Stored items:
........
//! Rate limiting and adaptive throttling for Microsoft Graph API
//!
//! Provides proactive rate limiting to prevent HTTP 429 (Too Many Requests) errors
//! when communicating with the Microsoft Graph API.
//!
//! ## Architecture
//!
//! - [`TokenBucket`]: Classic token bucket algorithm for per-endpoint rate limiting
//! - [`AdaptiveRateLimiter`]: Manages multiple token buckets with adaptive capacity
//!   adjustment based on server responses (429 throttle / success)
//!
//! ## Usage
//!
//! ```rust,no_run
//! use syncdrive_graph::rate_limit::{AdaptiveRateLimiter, RateLimitConfig};
//!
//! # async fn example() {
//! let limiter = AdaptiveRateLimiter::new(RateLimitConfig::default());
//! limiter.acquire("delta").await;
//! // ... make API call ...
//! limiter.on_success("delta");
//! # }
//! ```

use std::{
    collections::HashMap,
    sync::Mutex,
    time::{Duration, Instant},
};

use tracing::{debug, info, warn};

// ============================================================================
// T202: TokenBucket struct
// ============================================================================

/// Internal mutable state for the token bucket, protected by a Mutex.
#[derive(Debug)]
struct TokenBucketInner {
    /// Current number of available tokens (fractional for smooth refill)
    tokens: f64,
    /// Timestamp of the last refill calculation
    last_refill: Instant,
}

/// Token bucket rate limiter for a single endpoint.
///
/// Implements the classic token bucket algorithm: tokens are consumed on each
/// request and refilled at a constant rate. When no tokens are available,
/// callers must wait for refill.
///
/// Thread safety is provided by an internal `Mutex<TokenBucketInner>`.
#[derive(Debug)]
pub struct TokenBucket {
    /// Maximum number of tokens in the bucket
    capacity: u32,
    /// Effective capacity after adaptive adjustments (can be reduced by throttle)
    effective_capacity: Mutex<u32>,
    /// Rate at which tokens are added (tokens per second)
    refill_rate: f64,
    /// Mutable inner state (tokens count, last refill time)
    inner: Mutex<TokenBucketInner>,
    /// Count of consecutive successes (for adaptive recovery)
    success_count: Mutex<u64>,
    /// Original capacity before any throttle adjustments
    original_capacity: u32,
}
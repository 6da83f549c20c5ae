//! Shell completions generation command
//!
//! Generates shell completions for bash, zsh, fish, elvish, and powershell.
//! Usage: `syncdrive completions bash > ~/.local/share/bash-completion/completions/syncdrive`

use std::io;

use anyhow::Result;
use clap::CommandFactory;
use clap_complete::Shell;

use crate::output::OutputFormat;

/// Arguments for the completions subcommand
#[derive(Debug, clap::Args)]
pub struct CompletionsCommand {
    /// Shell to generate completions for
    #[arg(value_enum)]
    pub shell: Shell,
}

impl CompletionsCommand {
    /// Execute the completions command, printing completions to stdout
    pub async fn execute(&self, _format: OutputFormat) -> Result<()> {
        let mut cmd = crate::Cli::command();
        clap_complete::generate(self.shell, &mut cmd, "syncdrive", &mut io::stdout());
        Ok(())
    }
}
#[async_trait::async_trait]
impl UploadSessionStore for FsUploadSessionStore {
    async fn load(&self, drive_id: &DriveId, remote_path: &str) -> anyhow::Result<Option<StoredSessionInfo>> {
        let _guard = self.lock.lock().await;
        let path = self.path_for(drive_id, remote_path);
        match tokio::fs::read(&path).await {
            Ok(bytes) => {
                let record: StoredRecord = serde_json::from_slice(&bytes)?;
                Ok(Some(record.info))
            }
            Err(e) if e.kind() == std::io::ErrorKind::NotFound => Ok(None),
            Err(e) => Err(e.into()),
        }
    }

    async fn save(&self, drive_id: &DriveId, remote_path: &str, info: &StoredSessionInfo) -> anyhow::Result<()> {
        let _guard = self.lock.lock().await;
        tokio::fs::create_dir_all(&self.root).await?;
        let path = self.path_for(drive_id, remote_path);
        let record = StoredRecord {
            drive_id: drive_id.as_str().to_string(),
            remote_path: remote_path.to_string(),
            info: info.clone(),
        };
        let bytes = serde_json::to_vec_pretty(&record)?;
        tokio::fs::write(&path, bytes).await?;
        Ok(())
    }

    async fn delete(&self, drive_id: &DriveId, remote_path: &str) -> anyhow::Result<()> {
        let _guard = self.lock.lock().await;
        let path = self.path_for(drive_id, remote_path);
        match tokio::fs::remove_file(&path).await {
            Ok(()) => Ok(()),
            Err(e) if e.kind() == std::io::ErrorKind::NotFound => Ok(()),
            Err(e) => Err(e.into()),
        }
    }

    async fn list_stale(&self, older_than: DateTime<Utc>) -> anyhow::Result<Vec<(DriveId, String)>> {
        let _guard = self.lock.lock().await;
        let mut stale = Vec::new();
        let mut entries = match tokio::fs::read_dir(&self.root).await {
            Ok(entries) => entries,
            Err(e) if e.kind() == std::io::ErrorKind::NotFound => return Ok(stale),
            Err(e) => return Err(e.into()),
        };
        while let Some(entry) = entries.next_entry().await? {
            let bytes = match tokio::fs::read(entry.path()).await {
                Ok(b) => b,
                Err(_) => continue,
            };
            let Ok(record) = serde_json::from_slice::<StoredRecord>(&bytes) else {
                continue;
            };
            if record.info.created_at < older_than {
                if let Ok(drive_id) = DriveId::new(record.drive_id) {
                    stale.push((drive_id, record.remote_path));
                }
            }
        }
        Ok(stale)
    }
}

/// Executes the byte-moving half of `Download`/`Upload` actions. Everything
/// else about an action (deciding it's needed, recording its outcome in the
/// baseline) lives in the executor that calls this.
pub struct TransferManager {
    downloader: Arc<dyn Downloader>,
    range_downloader: Option<Arc<dyn RangeDownloader>>,
    uploader: Arc<dyn Uploader>,
    session_uploader: Arc<dyn SessionUploader>,
    filesystem: Arc<dyn LocalFileSystem>,
    sessions: Arc<dyn UploadSessionStore>,
}

impl TransferManager {
    pub fn new(
        downloader: Arc<dyn Downloader>,
        range_downloader: Option<Arc<dyn RangeDownloader>>,
        uploader: Arc<dyn Uploader>,
        session_uploader: Arc<dyn SessionUploader>,
        filesystem: Arc<dyn LocalFileSystem>,
        sessions: Arc<dyn UploadSessionStore>,
    ) -> Self {
        Self {
            downloader,
            range_downloader,
            uploader,
            session_uploader,
            filesystem,
            sessions,
        }
    }

    #[instrument(skip(self), fields(target = %target.display()))]
    pub async fn download(
        &self,
        drive_id: &DriveId,
        item_id: &ItemId,
        target: &Path,
        remote_size: u64,
        expected_hash: Option<&FileHash>,
        remote_mtime: Option<DateTime<Utc>>,
    ) -> Result<DownloadOutcome, TransferError> {
        if let Some(parent) = target.parent() {
            self.filesystem.create_directory(parent).await?;
        }
        let partial = partial_path(target);

        let mut attempt = 0u32;
        loop {
            self.fill_partial(drive_id, item_id, &partial, remote_size).await?;
            let hash = self.filesystem.compute_hash(&partial).await?;
            let matches = expected_hash.map(|expected| expected == &hash).unwrap_or(true);

            if matches || attempt >= MAX_HASH_RETRIES {
                if !matches {
                    warn!(
                        attempts = attempt,
                        "accepting download after exhausting hash retries"
                    );
                }
                if let Some(mtime) = remote_mtime {
                    self.filesystem.set_mtime(&partial, mtime).await?;
                }
                let state = self.filesystem.get_state(&partial).await?;
                self.filesystem.rename(&partial, target).await?;
                return Ok(DownloadOutcome {
                    effective_hash: hash,
                    size: state.size,
                });
            }

            debug!(attempt, "downloaded content hash mismatch, retrying whole file");
            self.filesystem.delete_file(&partial).await.ok();
            attempt += 1;
        }
    }

    async fn fill_partial(
        &self,
        drive_id: &DriveId,
        item_id: &ItemId,
        partial: &Path,
        remote_size: u64,
    ) -> Result<(), TransferError> {
        loop {
            let state = self.filesystem.get_state(partial).await?;
            let existing = if state.exists { state.size } else { 0 };
            if existing >= remote_size {
                return Ok(());
            }

            match &self.range_downloader {
                Some(ranged) if existing > 0 => {
                    let chunk_len = DOWNLOAD_CHUNK_SIZE.min(remote_size - existing);
                    let chunk = ranged.download_range(drive_id, item_id, existing, chunk_len).await?;
                    let mut combined = self.filesystem.read_file(partial).await?;
                    combined.extend_from_slice(&chunk);
                    self.filesystem.write_file_atomic(partial, &combined).await?;
                }
                _ => {
                    let bytes = self.downloader.download(drive_id, item_id).await?;
                    self.filesystem.write_file_atomic(partial, &bytes).await?;
                    return Ok(());
                }
            }
        }
    }

    #[instrument(skip(self), fields(local = %local_path.display(), remote_path))]
    pub async fn upload(
        &self,
        drive_id: &DriveId,
        parent_id: &ItemId,
        name: &str,
        local_path: &Path,
        remote_path: &str,
    ) -> Result<RemoteItem, TransferError> {
        let state = self.filesystem.get_state(local_path).await?;
        let hash = self.filesystem.compute_hash(local_path).await?;

        if state.size <= SIMPLE_UPLOAD_THRESHOLD {
            let data = self.filesystem.read_file(local_path).await?;
            let item = self.uploader.upload(drive_id, parent_id, name, &data, None).await?;
            self.sessions.delete(drive_id, remote_path).await.ok();
            return Ok(item);
        }

        self.upload_chunked(drive_id, parent_id, name, local_path, remote_path, &hash, state.size)
            .await
    }

    async fn upload_chunked(
        &self,
        drive_id: &DriveId,
        parent_id: &ItemId,
        name: &str,
        local_path: &Path,
        remote_path: &str,
        hash: &FileHash,
        total_size: u64,
    ) -> Result<RemoteItem, TransferError> {
        let stored = self.sessions.load(drive_id, remote_path).await?;

        let session = match stored {
            Some(record) if record.file_hash == hash.to_string() && record.file_size == total_size => {
                debug!("resuming existing upload session");
                UploadSession {
                    upload_url: record.session_url,
                    next_expected_ranges: vec![(0, total_size)],
                }
            }
            Some(_) => {
                self.sessions.delete(drive_id, remote_path).await.ok();
                self.create_and_store_session(drive_id, parent_id, name, remote_path, hash, total_size)
                    .await?
            }
            None => {
                self.create_and_store_session(drive_id, parent_id, name, remote_path, hash, total_size)
                    .await?
            }
        };

        let data = self.filesystem.read_file(local_path).await?;
        let mut offset = 0u64;
        loop {
            let end = (offset + UPLOAD_CHUNK_SIZE).min(total_size);
            let chunk = &data[offset as usize..end as usize];

            match self.session_uploader.upload_chunk(&session, offset, chunk, total_size).await {
                Ok(Some(item)) => {
                    self.sessions.delete(drive_id, remote_path).await.ok();
                    return Ok(item);
                }
                Ok(None) => {
                    offset = end;
                    if offset >= total_size {
                        // Provider didn't return the item on the final chunk;
                        // treat this as a protocol error rather than loop forever.
                        self.sessions.delete(drive_id, remote_path).await.ok();
                        return Err(TransferError::Provider(ProviderError::Transport(
                            "session upload completed without returning an item".into(),
                        )));
                    }
                }
                Err(ProviderError::UploadSessionExpired) => {
                    self.sessions.delete(drive_id, remote_path).await.ok();
                    return Err(TransferError::Provider(ProviderError::UploadSessionExpired));
                }
                Err(e) => {
                    self.sessions.delete(drive_id, remote_path).await.ok();
                    return Err(TransferError::Provider(e));
                }
            }
        }
    }

    async fn create_and_store_session(
        &self,
        drive_id: &DriveId,
        parent_id: &ItemId,
        name: &str,
        remote_path: &str,
        hash: &FileHash,
        total_size: u64,
    ) -> Result<UploadSession, TransferError> {
        let session = self
            .session_uploader
            .create_session(drive_id, parent_id, name, total_size)
            .await?;
        self.sessions
            .save(
                drive_id,
                remote_path,
                &StoredSessionInfo {
                    session_url: session.upload_url.clone(),
                    file_hash: hash.to_string(),
                    file_size: total_size,
                    created_at: Utc::now(),
                },
            )
            .await?;
        Ok(session)
    }

    /// Deletes stored sessions older than `max_age`, and asks the provider
    /// to cancel each so the remote doesn't keep an abandoned upload slot
    /// open. Run once after each successful cycle.
    pub async fn cleanup_stale_sessions(&self, max_age: chrono::Duration) -> anyhow::Result<usize> {
        let cutoff = Utc::now() - max_age;
        let stale = self.sessions.list_stale(cutoff).await?;
        let mut cleaned = 0;
        for (drive_id, remote_path) in stale {
            if let Ok(Some(info)) = self.sessions.load(&drive_id, &remote_path).await {
                let session = UploadSession {
                    upload_url: info.session_url,
                    next_expected_ranges: Vec::new(),
                };
                self.session_uploader.cancel_session(&session).await.ok();
            }
            self.sessions.delete(&drive_id, &remote_path).await.ok();
            cleaned += 1;
        }
        Ok(cleaned)
    }
}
........
#### Exercise prompt
Copy out every line of the data that includes "stdout".

#### Solved exercise
    /// Execute the completions command, printing completions to stdout
        clap_complete::generate(self.shell, &mut cmd, "syncdrive", &mut io::stdout());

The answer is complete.